New short-term rentals can't be within 500 feet of another STR under an ordinance the Bend City Council voted unanimously in favor of at its regular meeting on Oct. 5. In March City councilors directed staff to look at changes in the development code that could increase the availability of long-term rentals.
The last time the City put regulations on short-term rentals was 2015 when it added a 250-foot buffer zone. This time around the City is also adding a long-term rental option to its proof of use requirement, which gives STR owners the ability to lease a home as a long-term rental without losing its permit for up to three years. Previously STR code would terminate the permit to operate an STR if it was rented for less than a month per year.
The changes only apply to people renting a whole home and who obtained a permit before the last code amendments in 2015. People renting a room in a house they occupy are also exempt from the density buffer. Bend's Business License Program Manager Loralei Williams said the change will make the majority of Bend households ineligible to rent the entire property on a short-term basis.
The percentage of area where STRs are ineligible is expected to increase by 20%, from 34% to 54%. The remaining 46% of properties in the short-term rental rule area — which is all area zoned residential or mixed-riverfront use outside of the Old Mill district— could still apply for a permit.

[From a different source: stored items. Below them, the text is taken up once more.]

//! Session-cookie authentication for the back-office.
//!
//! Login issues a random token that travels in an HttpOnly cookie; the
//! database keeps only its SHA-256 digest (see [`session`]). Every CMS handler
//! takes a [`CurrentUser`], which rejects the request with 401 when the
//! cookie is missing, unknown or expired.

pub mod password;
pub mod session;

pub use password::{hash_password, verify_password, MIN_PASSWORD_LENGTH};
pub use session::{hash_token, SessionService, SessionSettings};

use crate::{
    entities::{user, UserRole},
    errors::ServiceError,
    services::activity_log::Actor,
    AppState,
};
use async_trait::async_trait;
use axum::{
    extract::{ConnectInfo, FromRequestParts},
    http::{header, request::Parts, HeaderMap},
};
use axum_extra::extract::cookie::CookieJar;
use serde::Serialize;
use std::net::SocketAddr;
use utoipa::ToSchema;
use uuid::Uuid;

/// Client address and user agent of the current request
#[derive(Debug, Clone, Default)]
pub struct ClientInfo {
    pub ip_address: Option<String>,
    pub user_agent: Option<String>,
}

impl ClientInfo {
    pub fn from_parts(parts: &Parts) -> Self {
        let forwarded = forwarded_ip(&parts.headers);
        let peer = parts
            .extensions
            .get::<ConnectInfo<SocketAddr>>()
            .map(|ConnectInfo(addr)| addr.ip().to_string());

        Self {
            ip_address: forwarded.or(peer),
            user_agent: parts
                .headers
                .get(header::USER_AGENT)
                .and_then(|v| v.to_str().ok())
                .map(str::to_string),
        }
    }
}

fn forwarded_ip(headers: &HeaderMap) -> Option<String> {
    headers
        .get("x-forwarded-for")
        .and_then(|v| v.to_str().ok())
        .and_then(|v| v.split(',').next())
        .or_else(|| headers.get("x-real-ip").and_then(|v| v.to_str().ok()))
        .map(str::trim)
        .filter(|v| !v.is_empty())
        .map(str::to_string)
}

#[async_trait]
impl<S> FromRequestParts<S> for ClientInfo
where
    S: Send + Sync,
{
    type Rejection = std::convert::Infallible;

    async fn from_request_parts(parts: &mut Parts, _state: &S) -> Result<Self, Self::Rejection> {
        Ok(ClientInfo::from_parts(parts))
    }
}

/// Public profile of a back-office user
#[derive(Debug, Clone, Serialize, ToSchema)]
pub struct UserProfile {
    pub id: Uuid,
    pub name: String,
    pub email: String,
    pub role: UserRole,
    pub is_active: bool,
    pub last_login_at: Option<chrono::DateTime<chrono::Utc>>,
    pub created_at: chrono::DateTime<chrono::Utc>,
}

impl From<user::Model> for UserProfile {
    fn from(user: user::Model) -> Self {
        Self {
            id: user.id,
            name: user.name,
            email: user.email,
            role: user.role,
            is_active: user.is_active,
            last_login_at: user.last_login_at,
            created_at: user.created_at,
        }
    }
}

/// Authenticated back-office user, resolved from the session cookie
#[derive(Debug, Clone)]
pub struct CurrentUser {
    pub user: user::Model,
    pub session_id: Uuid,
    pub client: ClientInfo,
}

impl CurrentUser {
    pub fn id(&self) -> Uuid {
        self.user.id
    }

    pub fn is_admin(&self) -> bool {
        self.user.role == UserRole::Admin
    }

    /// Fails with 403 unless the user is an admin
    pub fn require_admin(&self) -> Result<(), ServiceError> {
        if self.is_admin() {
            Ok(())
        } else {
            Err(ServiceError::Forbidden(
                "Administrator role required".to_string(),
            ))
        }
    }

    /// Actor recorded in the activity log for this user's actions
    pub fn actor(&self) -> Actor {
        Actor {
            user_id: Some(self.user.id),
            email: Some(self.user.email.clone()),
            ip_address: self.client.ip_address.clone(),
        }
    }
}

#[async_trait]
impl FromRequestParts<AppState> for CurrentUser {
    type Rejection = ServiceError;

    async fn from_request_parts(parts: &mut Parts, state: &AppState) -> Result<Self, Self::Rejection> {
        let sessions = &state.services.sessions;
        let jar = CookieJar::from_headers(&parts.headers);
        let token = jar
            .get(&sessions.settings().cookie_name)
            .map(|c| c.value().to_string())
            .filter(|v| !v.is_empty())
            .ok_or_else(|| ServiceError::Unauthorized("Authentication required".to_string()))?;

        let (session, user) = sessions
            .resolve(&token)
            .await?
            .ok_or_else(|| ServiceError::Unauthorized("Session expired or invalid".to_string()))?;

        Ok(CurrentUser {
            user,
            session_id: session.id,
            client: ClientInfo::from_parts(parts),
        })
    }
}

/// [`CurrentUser`] that must hold the admin role; 403 otherwise
#[derive(Debug, Clone)]
pub struct AdminUser(pub CurrentUser);

#[async_trait]
impl FromRequestParts<AppState> for AdminUser {
    type Rejection = ServiceError;

    async fn from_request_parts(parts: &mut Parts, state: &AppState) -> Result<Self, Self::Rejection> {
        let current = CurrentUser::from_request_parts(parts, state).await?;
        current.require_admin()?;
        Ok(AdminUser(current))
    }
}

The changes won't revoke current licenses if they're inside of the newly defined buffer, but any permit granted after April 2015 will terminate as soon as it's sold. Prospective buyers and owners often collaborate to renew STR permits if it's still eligible. The code also specified that only one STR dwelling can be approved on a property — meaning any ADUs or multi-unit properties can't rent more than one structure.
“The amount of those short-term rental rule area that is ineligible increases by 20%, from 34% to 54% and then it also means the area that remains eligible for full house permits decreases by 20%, so it was at 66%, it would drop down to 46% of that rule area.”—Lorelei Williams
AirDNA, a company that tracks active listings on STR platforms like AirDNA and VRBO, told the City that it had identified 1,082 unique addresses in Bend. That's less than the number of permits the City has granted.
"We do know that some people aren't actively utilizing their permits, some people just hold on to them, some of them utilize it for their family and friends only; they aren't necessarily advertising it," Williams said.
Williams also said an audit of illegal STRs is in the works, in which they'll cross reference AirDNA's data with City permits to spot illegal rentals. Currently the City relies on a complaint-based system to identify unpermitted STRs.